Anyone who visited Bunnings Warehouse in Acacia Ridge from 2pm to 2:40pm on Tuesday, January 5, and Sunnybank Cellars in Sunnybank Hills from 2:05pm to 2:15pm on Wednesday, January 6, has been urged to get tested and quarantine at home for 14 days regardless of the outcome.

An urgent public health alert was issued late on Saturday evening, ordering anyone who had visited Coles at Sunnybank Hills Shoppingtown on January 5, 7.30am-8am, or Woolworths Calamvale North on January 3, 11am-noon to get tested and quarantine for 14 days, regardless of the test result.

The Public Health Unit confirmed anyone who attended these venues at these times was now considered to be a close contact with a Brisbane quarantine hotel cleaner who tested positive to the UK variant.

The Nextra newsagency at Sunnybank Hills was also added to this list of "critical importance".

Authorities have also asked anybody on the Altandi to Roma St Station train at 7am on January 2 and Central to Altandi train at 4pm on January 2 to get tested.




Health alerts have been issued for three venues in Maleny after a woman flew from Melbourne to Brisbane and then drove to the Sunshine Coast hinterland town on January 5. The woman also had the UK mutant strain of COVID-19 and had been in quarantine in Melbourne for 10 days before being allowed to fly but has since tested positive for the virus. At the time 10 days was the required quarantine period and no exit test was required.
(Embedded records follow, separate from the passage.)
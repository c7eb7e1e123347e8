//! Shared helpers for the pipeline integration tests

use async_trait::async_trait;
use chrono::NaiveDate;
use encoding_rs::SHIFT_JIS;
use kyotei_archive::archive::ArchiveKind;
use kyotei_archive::fetch::{
    BackoffPolicy, CircuitBreaker, RateLimitedFetcher, RequestPacer, SleepOutcome, Sleeper,
};
use kyotei_archive::pipeline::{SharedShutdown, Shutdown};
use kyotei_archive::publish::{PublishError, PublishOutcome, Publisher};
use kyotei_archive::storage::{ArchiveStore, CsvFileStore, StorageResult};
use kyotei_archive::Pipeline;
use std::path::{Path, PathBuf};
use std::sync::atomic::{AtomicUsize, Ordering};
use std::sync::{Arc, Mutex};
use std::time::Duration;
use url::Url;
use wiremock::MockServer;

pub const K_FIXTURE: &str = include_str!("../fixtures/k_sample.txt");
pub const B_FIXTURE: &str = include_str!("../fixtures/b_sample.txt");

pub fn date(day: u32) -> NaiveDate {
    NaiveDate::from_ymd_opt(2023, 12, day).unwrap()
}

/// Server path of an archive, e.g. `/K/202312/k231201.lzh`
pub fn archive_path(date: NaiveDate, kind: ArchiveKind) -> String {
    format!(
        "/{}/{}/{}{}.lzh",
        kind.source_dir(),
        date.format("%Y%m"),
        kind.file_prefix(),
        date.format("%y%m%d")
    )
}

fn crc16(data: &[u8]) -> u16 {
    let mut crc = 0u16;
    for byte in data {
        crc ^= *byte as u16;
        for _ in 0..8 {
            crc = if crc & 1 != 0 { (crc >> 1) ^ 0xA001 } else { crc >> 1 };
        }
    }
    crc
}

/// Builds a level-0 LZH archive holding one stored (`-lh0-`) entry
pub fn stored_archive(name: &str, payload: &[u8]) -> Vec<u8> {
    let mut header = Vec::new();
    header.extend_from_slice(b"-lh0-");
    header.extend_from_slice(&(payload.len() as u32).to_le_bytes());
    header.extend_from_slice(&(payload.len() as u32).to_le_bytes());
    header.extend_from_slice(&0x5781_0000u32.to_le_bytes());
    header.push(0x20);
    header.push(0x00);
    header.push(name.len() as u8);
    header.extend_from_slice(name.as_bytes());
    header.extend_from_slice(&crc16(payload).to_le_bytes());

    let checksum = header.iter().fold(0u8, |sum, b| sum.wrapping_add(*b));
    let mut archive = vec![header.len() as u8, checksum];
    archive.extend_from_slice(&header);
    archive.extend_from_slice(payload);
    archive.push(0);
    archive
}

/// Encodes a fixture the way the source publishes it: Shift_JIS with CRLF
fn source_bytes(text: &str) -> Vec<u8> {
    let crlf = text.replace('\n', "\r\n");
    let (bytes, _, had_errors) = SHIFT_JIS.encode(&crlf);
    assert!(!had_errors, "fixture must be representable in Shift_JIS");
    bytes.into_owned()
}

pub fn results_archive() -> Vec<u8> {
    stored_archive("K231201.TXT", &source_bytes(K_FIXTURE))
}

pub fn program_archive() -> Vec<u8> {
    stored_archive("B231201.TXT", &source_bytes(B_FIXTURE))
}

/// Records requested sleeps without waiting
#[derive(Default)]
pub struct RecordingSleeper {
    sleeps: Mutex<Vec<Duration>>,
}

impl RecordingSleeper {
    pub fn sleeps(&self) -> Vec<Duration> {
        self.sleeps.lock().unwrap().clone()
    }
}

#[async_trait]
impl Sleeper for RecordingSleeper {
    async fn sleep(&self, duration: Duration) -> SleepOutcome {
        self.sleeps.lock().unwrap().push(duration);
        SleepOutcome::Elapsed
    }
}

/// CSV file store that counts how often it is consulted
pub struct RecordingStore {
    inner: CsvFileStore,
    exists_calls: AtomicUsize,
    write_calls: AtomicUsize,
}

impl RecordingStore {
    pub fn new(dir: &Path) -> Self {
        Self {
            inner: CsvFileStore::new(dir),
            exists_calls: AtomicUsize::new(0),
            write_calls: AtomicUsize::new(0),
        }
    }

    pub fn calls(&self) -> usize {
        self.exists_calls.load(Ordering::SeqCst) + self.write_calls.load(Ordering::SeqCst)
    }

    pub fn writes(&self) -> usize {
        self.write_calls.load(Ordering::SeqCst)
    }
}

impl ArchiveStore for RecordingStore {
    fn path_for(&self, date: NaiveDate, kind: ArchiveKind) -> PathBuf {
        self.inner.path_for(date, kind)
    }

    fn exists(&self, date: NaiveDate, kind: ArchiveKind) -> StorageResult<bool> {
        self.exists_calls.fetch_add(1, Ordering::SeqCst);
        self.inner.exists(date, kind)
    }

    fn write(&self, date: NaiveDate, kind: ArchiveKind, csv: &str) -> StorageResult<PathBuf> {
        self.write_calls.fetch_add(1, Ordering::SeqCst);
        self.inner.write(date, kind, csv)
    }
}

/// Publisher that keeps what it was handed, optionally failing
#[derive(Default)]
pub struct RecordingPublisher {
    calls: Mutex<Vec<(Vec<PathBuf>, String)>>,
    fail: bool,
}

impl RecordingPublisher {
    pub fn failing() -> Self {
        Self {
            calls: Mutex::new(Vec::new()),
            fail: true,
        }
    }

    pub fn calls(&self) -> Vec<(Vec<PathBuf>, String)> {
        self.calls.lock().unwrap().clone()
    }
}

#[async_trait]
impl Publisher for RecordingPublisher {
    async fn publish(
        &self,
        paths: &[PathBuf],
        message: &str,
    ) -> Result<PublishOutcome, PublishError> {
        self.calls
            .lock()
            .unwrap()
            .push((paths.to_vec(), message.to_string()));
        if self.fail {
            return Err(PublishError::Command {
                step: "push",
                status: "exit status: 1".to_string(),
                stderr: "rejected".to_string(),
            });
        }
        Ok(PublishOutcome::Published {
            commit: Some("1a2b3c4".to_string()),
        })
    }
}

/// Pipeline wired to a mock server with recording collaborators
pub struct Harness {
    pub pipeline: Pipeline,
    pub store: Arc<RecordingStore>,
    pub publisher: Arc<RecordingPublisher>,
    pub sleeper: Arc<RecordingSleeper>,
    pub shutdown: SharedShutdown,
}

pub struct HarnessBuilder<'a> {
    server: &'a MockServer,
    data_dir: &'a Path,
    backoff: BackoffPolicy,
    breaker: CircuitBreaker,
    publisher: RecordingPublisher,
}

impl<'a> HarnessBuilder<'a> {
    pub fn new(server: &'a MockServer, data_dir: &'a Path) -> Self {
        Self {
            server,
            data_dir,
            backoff: BackoffPolicy::default(),
            breaker: CircuitBreaker::default(),
            publisher: RecordingPublisher::default(),
        }
    }

    /// One attempt per fetch, no retries
    pub fn without_retries(self) -> Self {
        self.max_retries(0)
    }

    /// Default 5s/30s backoff with `retries` retries per fetch
    pub fn max_retries(mut self, retries: u32) -> Self {
        self.backoff = BackoffPolicy::new(Duration::from_secs(5), Duration::from_secs(30), retries);
        self
    }

    pub fn breaker(mut self, breaker: CircuitBreaker) -> Self {
        self.breaker = breaker;
        self
    }

    pub fn publisher(mut self, publisher: RecordingPublisher) -> Self {
        self.publisher = publisher;
        self
    }

    pub fn build(self) -> Harness {
        let sleeper = Arc::new(RecordingSleeper::default());
        let fetcher = RateLimitedFetcher::new(
            reqwest::Client::new(),
            RequestPacer::new(Duration::ZERO),
            self.backoff,
            sleeper.clone(),
        );
        let store = Arc::new(RecordingStore::new(self.data_dir));
        let publisher = Arc::new(self.publisher);
        let shutdown = Shutdown::shared();
        let base_url = Url::parse(&self.server.uri()).unwrap();

        let pipeline = Pipeline::new(
            base_url,
            fetcher,
            store.clone(),
            publisher.clone(),
            self.breaker,
            shutdown.clone(),
        );

        Harness {
            pipeline,
            store,
            publisher,
            sleeper,
            shutdown,
        }
    }
}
Dr Young said the risk was "extremely low" but said Queensland Health wanted to be cautious.

Queensland Health has urged anyone who visited the Cappriccios Italian Pizza Restaurant on January 6, between 6.30pm and 7pm, to get tested.

They have also issued the same advice for those who visited Purple Palate Cellars between 4.15pm and 4.25pm on January 7 as well as the Maleny Woolworths supermarket on the same day between 4.30pm and 4.50pm.

Anyone in the Maleny area with any symptoms has also been urged to come forward for testing.

Dr Young said health authorities wanted to test passengers on Jetstar flight JQ570 but she said Queensland Health had already contacted all passengers.